Rinnovato l’accordo tra ABB e l’Università di Genova

Dopo dieci anni di proficua collaborazione, ABB e l’Università di Genova hanno rinnovato l’accordo che le vedrà impegnate per altri cinque anni nel comune sforzo di realizzare attività di formazione. Particolare attenzione verrà posta al rafforzamento delle competenze digitali (non solo in ambito ingegneristico) attraverso l’approfondimento di temi quali intelligenza artificiale, manutenzione predittiva, advanced analytics, machine learning, computer vision e simulazioni avanzate.

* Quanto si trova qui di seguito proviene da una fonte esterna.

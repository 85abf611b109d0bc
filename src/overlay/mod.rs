//! Leader-line overlays: three interchangeable ways of drawing a line from a
//! fixed center to the cursor. Exactly one is mounted at a time, chosen by the
//! [`OverlayMode`] state.
//!
//! Mounting is reactive: an overlay attaches itself in `Update` once the map
//! exists and its mode is active. Unmounting runs in `OnExit`, so the previous
//! overlay is fully detached before the next one mounts.

mod center_to_cursor;
mod cursor_tracker;
mod custom_vector;
mod debounce;
mod draw_interaction;


pub use center_to_cursor::{
    center_to_cursor_shown, CenterToCursorOverlay, ShowCenterToCursor, CENTER_TO_CURSOR_LAYER,
};
pub use cursor_tracker::CursorTracker;
pub use custom_vector::{CustomVectorOverlay, LINE_LAYER, POINT_LAYER};
pub use draw_interaction::{DrawColor, DrawInteractionOverlay};

use std::path::PathBuf;
use std::time::Duration;

use bevy::prelude::*;
use serde::{Deserialize, Serialize};

use crate::config::{AppConfig, ConfigLoaded};
use crate::constants::DEFAULT_CENTER_LON_LAT;
use crate::css_color::is_color;
use crate::geo::{from_lon_lat, Coordinate};
use crate::map::{MapId, MapInstance, MapSystems};

#[derive(States, Debug, Clone, Copy, PartialEq, Eq, Hash, Default, Serialize, Deserialize)]
pub enum OverlayMode {
    /// A draw interaction seeded at the center that never completes
    #[default]
    DrawInteraction,
    /// Hand-managed line and point layers
    CustomVector,
    /// A single line layer behind a visibility checkbox
    CenterToCursor,
}

impl OverlayMode {
    pub fn display_name(&self) -> &'static str {
        match self {
            OverlayMode::DrawInteraction => "Draw interaction",
            OverlayMode::CustomVector => "Custom vector layers",
            OverlayMode::CenterToCursor => "Center to cursor",
        }
    }

    pub fn all() -> &'static [OverlayMode] {
        &[
            OverlayMode::DrawInteraction,
            OverlayMode::CustomVector,
            OverlayMode::CenterToCursor,
        ]
    }

    /// Source file implementing this variant.
    pub fn source_path(&self) -> PathBuf {
        let file = match self {
            OverlayMode::DrawInteraction => "draw_interaction.rs",
            OverlayMode::CustomVector => "custom_vector.rs",
            OverlayMode::CenterToCursor => "center_to_cursor.rs",
        };
        PathBuf::from(env!("CARGO_MANIFEST_DIR"))
            .join("src")
            .join("overlay")
            .join(file)
    }
}

/// Values every overlay reads when it mounts or updates.
#[derive(Resource, Debug, Clone, PartialEq)]
pub struct OverlaySettings {
    /// Fixed origin of the leader line
    pub center: Coordinate,
    pub pointer_debounce: Duration,
}

impl Default for OverlaySettings {
    fn default() -> Self {
        Self {
            center: from_lon_lat(DEFAULT_CENTER_LON_LAT),
            pointer_debounce: Duration::ZERO,
        }
    }
}

/// Cursor position reported up from the mounted overlay, shown in the readout.
#[derive(Resource, Debug, Default, Clone, Copy, PartialEq)]
pub struct MousePositionStore {
    pub position: Option<Coordinate>,
}

/// A leader-line variant that owns map layers or interactions while mounted.
pub trait Overlay: Resource {
    /// Name used in logs
    const NAME: &'static str;

    fn is_mounted(&self) -> bool;

    /// Attach to the map. Only called while unmounted.
    fn mount(&mut self, map: &mut MapInstance, settings: &OverlaySettings);

    /// Remove everything this overlay added. Only called while mounted.
    fn unmount(&mut self, map: &mut MapInstance);

    /// The map disappeared along with everything attached to it.
    fn forget(&mut self);

    fn tracker_mut(&mut self) -> &mut CursorTracker;

    /// A new cursor position survived debouncing.
    fn on_mouse_position(
        &mut self,
        _map: &mut MapInstance,
        _settings: &OverlaySettings,
        _position: Coordinate,
    ) {
    }
}

/// Mount `T` once the map exists. Stale state is dropped when the map goes
/// away or is replaced by a new instance.
pub fn mount_overlay<T: Overlay>(
    mut overlay: ResMut<T>,
    map: Option<ResMut<MapInstance>>,
    settings: Res<OverlaySettings>,
    mut mounted_on: Local<Option<MapId>>,
) {
    let Some(mut map) = map else {
        if overlay.is_mounted() {
            overlay.forget();
            debug!("Map gone, forgot {} overlay", T::NAME);
        }
        return;
    };

    if overlay.is_mounted() && *mounted_on != Some(map.id()) {
        overlay.forget();
        debug!("Map replaced, forgot {} overlay", T::NAME);
    }
    if !overlay.is_mounted() {
        overlay.tracker_mut().set_interval(settings.pointer_debounce);
        overlay.mount(&mut map, &settings);
        *mounted_on = Some(map.id());
        info!("Mounted {} overlay", T::NAME);
    }
}

pub fn unmount_overlay<T: Overlay>(
    mut overlay: ResMut<T>,
    map: Option<ResMut<MapInstance>>,
    mut store: ResMut<MousePositionStore>,
) {
    if !overlay.is_mounted() {
        return;
    }
    match map {
        Some(mut map) => overlay.unmount(&mut map),
        None => overlay.forget(),
    }
    store.position = None;
    info!("Unmounted {} overlay", T::NAME);
}

/// Pull the mounted overlay's pointer moves and report new positions upward.
pub fn track_cursor<T: Overlay>(
    mut overlay: ResMut<T>,
    map: Option<ResMut<MapInstance>>,
    settings: Res<OverlaySettings>,
    time: Res<Time>,
    mut store: ResMut<MousePositionStore>,
) {
    let Some(mut map) = map else {
        return;
    };
    if !overlay.is_mounted() {
        return;
    }

    if let Some(position) = overlay.tracker_mut().poll(&mut map, time.elapsed()) {
        overlay.on_mouse_position(&mut map, &settings, position);
        store.position = Some(position);
    }
}

/// Overlay mount/track systems. Runs after [`MapSystems`] so this frame's
/// pointer events are already queued.
#[derive(SystemSet, Debug, Clone, PartialEq, Eq, Hash)]
pub struct OverlaySystems;

/// Startup system to derive overlay state from the loaded config
fn apply_overlay_config(
    config: Res<AppConfig>,
    mode: Res<State<OverlayMode>>,
    mut next_mode: ResMut<NextState<OverlayMode>>,
    mut settings: ResMut<OverlaySettings>,
    mut draw_color: ResMut<DrawColor>,
    mut show_center_to_cursor: ResMut<ShowCenterToCursor>,
) {
    settings.center = from_lon_lat(config.data.center_lon_lat);
    settings.pointer_debounce = Duration::from_millis(config.data.pointer_debounce_ms);

    if is_color(&config.data.draw_color) {
        draw_color.0 = Some(config.data.draw_color.clone());
    } else {
        warn!(
            "Ignoring invalid draw color {:?} from config",
            config.data.draw_color
        );
    }
    show_center_to_cursor.0 = config.data.show_center_to_cursor;

    if *mode.get() != config.data.mode {
        next_mode.set(config.data.mode);
    }
}

fn log_mode_change(mode: Res<State<OverlayMode>>) {
    info!("Overlay mode: {}", mode.get().display_name());
}

pub struct OverlayPlugin;

impl Plugin for OverlayPlugin {
    fn build(&self, app: &mut App) {
        app.init_state::<OverlayMode>()
            .init_resource::<OverlaySettings>()
            .init_resource::<MousePositionStore>()
            .init_resource::<DrawColor>()
            .init_resource::<ShowCenterToCursor>()
            .init_resource::<DrawInteractionOverlay>()
            .init_resource::<CustomVectorOverlay>()
            .init_resource::<CenterToCursorOverlay>()
            .configure_sets(Update, OverlaySystems.after(MapSystems))
            .add_systems(Startup, apply_overlay_config.after(ConfigLoaded))
            .add_systems(
                Update,
                log_mode_change.run_if(state_changed::<OverlayMode>),
            )
            // Unmount on the way out of each mode
            .add_systems(
                OnExit(OverlayMode::DrawInteraction),
                unmount_overlay::<DrawInteractionOverlay>,
            )
            .add_systems(
                OnExit(OverlayMode::CustomVector),
                unmount_overlay::<CustomVectorOverlay>,
            )
            .add_systems(
                OnExit(OverlayMode::CenterToCursor),
                unmount_overlay::<CenterToCursorOverlay>,
            )
            .add_systems(
                Update,
                (
                    draw_interaction::apply_draw_color,
                    mount_overlay::<DrawInteractionOverlay>,
                    track_cursor::<DrawInteractionOverlay>,
                )
                    .chain()
                    .run_if(in_state(OverlayMode::DrawInteraction))
                    .in_set(OverlaySystems),
            )
            .add_systems(
                Update,
                (
                    mount_overlay::<CustomVectorOverlay>,
                    track_cursor::<CustomVectorOverlay>,
                )
                    .chain()
                    .run_if(in_state(OverlayMode::CustomVector))
                    .in_set(OverlaySystems),
            )
            .add_systems(
                Update,
                (
                    unmount_overlay::<CenterToCursorOverlay>
                        .run_if(not(center_to_cursor_shown)),
                    (
                        mount_overlay::<CenterToCursorOverlay>,
                        track_cursor::<CenterToCursorOverlay>,
                    )
                        .chain()
                        .run_if(center_to_cursor_shown),
                )
                    .chain()
                    .run_if(in_state(OverlayMode::CenterToCursor))
                    .in_set(OverlaySystems),
            );
    }
}
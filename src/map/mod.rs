//! The in-crate mapping engine: a single [`MapInstance`] holding the view,
//! ordered layers, draw interactions and pointer-move subscribers, plus the
//! Bevy systems that host it in the primary window.

mod host;
mod instance;
mod interaction;
mod layer;
mod params;
mod render;
mod style;
mod tiles;
mod view;

pub use host::PanState;
pub use instance::{ListenerKey, MapId, MapInstance};
pub use interaction::{DrawCondition, DrawInteraction, DrawOptions, DrawType, InteractionId};
pub use layer::{Layer, LayerId, VectorSource};
pub use style::{create_styles, Stroke, Style};
pub use tiles::TileGrid;
pub use view::MapView;

use bevy::app::AppExit;
use bevy::prelude::*;
use bevy_egui::EguiPrimaryContextPass;

use crate::config::ConfigLoaded;

/// Systems that feed window input into the map. Overlays run after this set so
/// they see the current frame's pointer events.
#[derive(SystemSet, Debug, Clone, PartialEq, Eq, Hash)]
pub struct MapSystems;

pub struct MapHostPlugin;

impl Plugin for MapHostPlugin {
    fn build(&self, app: &mut App) {
        app.init_resource::<PanState>()
            .add_systems(Startup, host::mount_map_host.after(ConfigLoaded))
            .add_systems(
                Update,
                (
                    host::sync_view_size,
                    host::pan_view,
                    host::zoom_view,
                    host::dispatch_pointer_moves,
                    host::dispatch_clicks,
                )
                    .chain()
                    .in_set(MapSystems),
            )
            .add_systems(
                Last,
                host::detach_map_host.run_if(on_message::<AppExit>),
            )
            .add_systems(EguiPrimaryContextPass, render::render_map);
    }
}
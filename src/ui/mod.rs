mod color_input;
mod mode_selector;
mod notifications;

pub use color_input::DrawColorInput;

use bevy::prelude::*;
use bevy_egui::EguiPrimaryContextPass;

use crate::config::ConfigLoaded;

pub struct UiPlugin;

impl Plugin for UiPlugin {
    fn build(&self, app: &mut App) {
        app.init_resource::<DrawColorInput>()
            .add_systems(
                Startup,
                color_input::init_color_input.after(ConfigLoaded),
            )
            .add_systems(
                Update,
                color_input::publish_draw_color
                    .run_if(resource_changed::<DrawColorInput>),
            )
            .add_systems(
                EguiPrimaryContextPass,
                (
                    mode_selector::mode_selector_ui,
                    // Dialogs draw over the controls
                    notifications::config_reset_notification_ui,
                )
                    .chain(),
            );
    }
}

La collaborazione si concretizzerà nello svolgimento di ricerche di comune interesse e nella formazione di risorse a elevata qualificazione, oltre all’attivazione di premi, borse di studio, tesi di laurea, seminari, stage e altre iniziative come dottorati di ricerca, master, corsi di aggiornamento e/o riqualificazione professionale e interventi per favorire l’inserimento nel mondo del lavoro. “È con grande soddisfazione e fiducia nel futuro che sottoscriviamo per la terza volta l’accordo con l’Università di Genova, che consolida ulteriormente il rapporto tra il mondo universitario e quello industriale – ha commentato Danilo Moresco, responsabile globale dell’unità Power & Water di ABB -. La formazione in ambito digitale rappresenta oggi più che mai uno degli assi strategici per la crescita dell’economia e una grande opportunità per i nostri territori che i giovani devono saper cogliere e su cui devono poter investire”.